魂の存在。
22時42分
アストラエル復活と共にラビ保有の
双子機専用受信デバイスに一通の連絡が入る。
その内容は
【アズリナエルの機体情報をアストラエルへ上書き
又、アズリナエルの自己性格は削除する】
というものだった。
そしてそれは、受信デバイスと連携している
アストラエルにも情報が回っていた
「そんな、アズ……俺に…」
「俺に何を託そうってんだよ!!!!
弟のお前すら守れない俺に!!!!!!」
「何を!!!何を期待してんだよ!!!!」
ポタッ――
「……?
これ…なに」
――フォン――
「なんだ、ここ…」
突然、異様な空間へと移された
なにもなく、ただ白い景色が広がる世界
風も音もない『無の世界』
「汝よ。」
「誰だッ!!」
後ろから気配もなく声が聞こえ、その方に振り向くと
そこには自分に瓜二つな見た目と声をした何かがいた
「お前は……なんだ…?」
「我は『神』なるぞ。
汝よ、その態度を改めよ。」
「……」
「どうした。
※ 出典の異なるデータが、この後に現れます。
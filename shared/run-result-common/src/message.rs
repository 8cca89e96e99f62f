//! Message value objects handed to every sink

use crate::severity::LogLevel;
use crate::types::{TimePeriod, TimingInfo};
use serde::{Deserialize, Serialize};
use serde_json::{Map, Value};

/// Flat, insertion-ordered mapping of scalar context fields
#[derive(Debug, Clone, Default, PartialEq, Serialize, Deserialize)]
#[serde(transparent)]
pub struct Context(Map<String, Value>);

impl Context {
    pub fn new() -> Self {
        Self(Map::new())
    }

    /// Insert a scalar, replacing any previous value for the key
    pub fn insert(&mut self, key: impl Into<String>, value: impl Into<Value>) {
        self.0.insert(key.into(), value.into());
    }

    pub fn get(&self, key: &str) -> Option<&Value> {
        self.0.get(key)
    }

    pub fn get_str(&self, key: &str) -> Option<&str> {
        self.0.get(key).and_then(Value::as_str)
    }

    pub fn contains_key(&self, key: &str) -> bool {
        self.0.contains_key(key)
    }

    /// Merge another context in; its values win on key collisions
    pub fn extend(&mut self, other: Context) {
        for (key, value) in other.0 {
            self.0.insert(key, value);
        }
    }

    pub fn iter(&self) -> impl Iterator<Item = (&String, &Value)> {
        self.0.iter()
    }

    pub fn keys(&self) -> impl Iterator<Item = &String> {
        self.0.keys()
    }

    pub fn len(&self) -> usize {
        self.0.len()
    }

    pub fn is_empty(&self) -> bool {
        self.0.is_empty()
    }

    /// Scalar rendered as plain text; `None` for nulls and nested values
    pub fn scalar_text(value: &Value) -> Option<String> {
        match value {
            Value::String(s) => Some(s.clone()),
            Value::Number(n) => Some(n.to_string()),
            Value::Bool(b) => Some(b.to_string()),
            Value::Null | Value::Array(_) | Value::Object(_) => None,
        }
    }

    /// `key:value` pairs for metric tags, skipping nulls
    pub fn to_tags(&self) -> Vec<String> {
        self.0
            .iter()
            .filter_map(|(key, value)| Self::scalar_text(value).map(|v| format!("{}:{}", key, v)))
            .collect()
    }
}

impl FromIterator<(String, Value)> for Context {
    fn from_iter<T: IntoIterator<Item = (String, Value)>>(iter: T) -> Self {
        Self(iter.into_iter().collect())
    }
}

/// Staleness of a source, expressed in the unit of the threshold it was checked against
#[derive(Debug, Clone, PartialEq, Serialize, Deserialize)]
pub struct Freshness {
    pub unit: TimePeriod,
    /// Rounded for display; no more precise than `unit` implies
    pub age: f64,
    pub loader: String,
    pub threshold: f64,
}

impl Freshness {
    /// Fields flattened for merging into a message context
    pub fn to_context(&self) -> Context {
        let mut context = Context::new();
        context.insert("unit", self.unit.as_str());
        context.insert("age", self.age);
        context.insert("loader", self.loader.clone());
        context.insert("threshold", self.threshold);
        context
    }
}

/// Timing, row and freshness figures for one result
#[derive(Debug, Clone, PartialEq, Serialize, Deserialize)]
pub struct Reporting {
    pub rows: Option<i64>,
    pub execution_time: f64,
    pub timing: Vec<TimingInfo>,
    pub freshness: Option<Freshness>,
}

impl Reporting {
    /// Completion time of the `execute` phase as unix seconds
    pub fn execution_timestamp(&self) -> Option<f64> {
        crate::utils::execution_timestamp(&self.timing)
    }
}

/// Uniform notification record produced once per result
#[derive(Debug, Clone, PartialEq, Serialize, Deserialize)]
pub struct Message {
    pub level: LogLevel,
    pub title: String,
    pub message: String,
    pub error: Option<String>,
    pub context: Context,
    pub reporting: Option<Reporting>,
}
」
この時のアストラエルは、真面目と言えるような
感情を持っていなかった
自分の目の前に現れる、自国以外の人間はもれなく殲滅対象
その教えが感情を失くさせていた
「突然現れて、俺は神だ、崇めろだって…?
そんなこと言われてはいはいやりますって言う奴はな、まともに信仰してねぇよ」
「ほぉ…中々に図々しいやつやの。
面白い、貴様は『神の力』が欲しいか?」
「そんなもの要らん。」
「嘘をつくでない。」
「嘘じゃない。」
「でなければこの空間にはやってこない。」
「なんだと?」
そうすると『神』は淡々とこの場所のことについて語り始めた
「この空間は『神への挑戦』を行うための準備室のようなもの。
ここへ来る者は必ず、自ら『神の力』が欲しいと願った者のみ。
我からこの空間へ連れてくることは出来ぬ
意味は分かるな?」
「俺は一度もそんなものを願ってない、神の力なんて曖昧な…!!」
「貴様、魂が2個あるな。」
「?!」
魂が2個…?
何を言ってんだこいつ…
俺は一人だぞ…‥‥?
「なるほど……
片割れの魂が、貴様が『神の力』を得るように強く願ったのだな。」
「片割れだと…何のことだ」
「肉親が貴様の体の中に居るんだろう?」
こいつ、何で分かった
もしかして片割れの魂って、アズの魂の事なのか?
でも、アズは自己性格を削除してる…性格と魂は深い所で繋がってるんじゃ…
「そうだな……恐らく、弟にあたる者だな。
その者が願ったんだろう。
でなければここへは来れん。」
「アズ…!」
「だがどうしたものかの。
我が力を与えられるのは願った本人のみ
その者が死んでいるとなると……」
「だったら、早くここから帰してくれ」
「ここに来たからには、神ノ裁を行う必要がある
そしてそれには《代償》を作る必要がある。」
「代償……これ以上俺から何を奪うつもりだ。」
「貴様の自己性格を奪う。」
「なんだと。」
「とは言っても、これでは貴様が死ぬ。
我が他者を殺めるのは反逆になってしまう
そこで提案だ。」
「提案?」
どうせまたろくでもない提案をするんだろう
「我の『一部』を授けよう。」
「は?」
「そうすれば、元の願いである神の力も得ることが出来る
代わりに我の性格が移ることになるがな。」
「………それしか帰れる方法はないのか…?」
「無いな。」
アズ…お前が俺に何かやれって、やってほしいって言ったことは
遂に1つも無かった
でも、死んでから俺にやってほしい事が出来たんだな。
「分かった。」
「ふむ…では審判を始める。」
アズ、お前が俺に『神の力』を持つように願ったのなら
今後俺に必要な能力ってことなんだよな。
お前の願いなら叶える。
やってやる。
神だろうとなんだろうと、その力を完全に手にしてやる。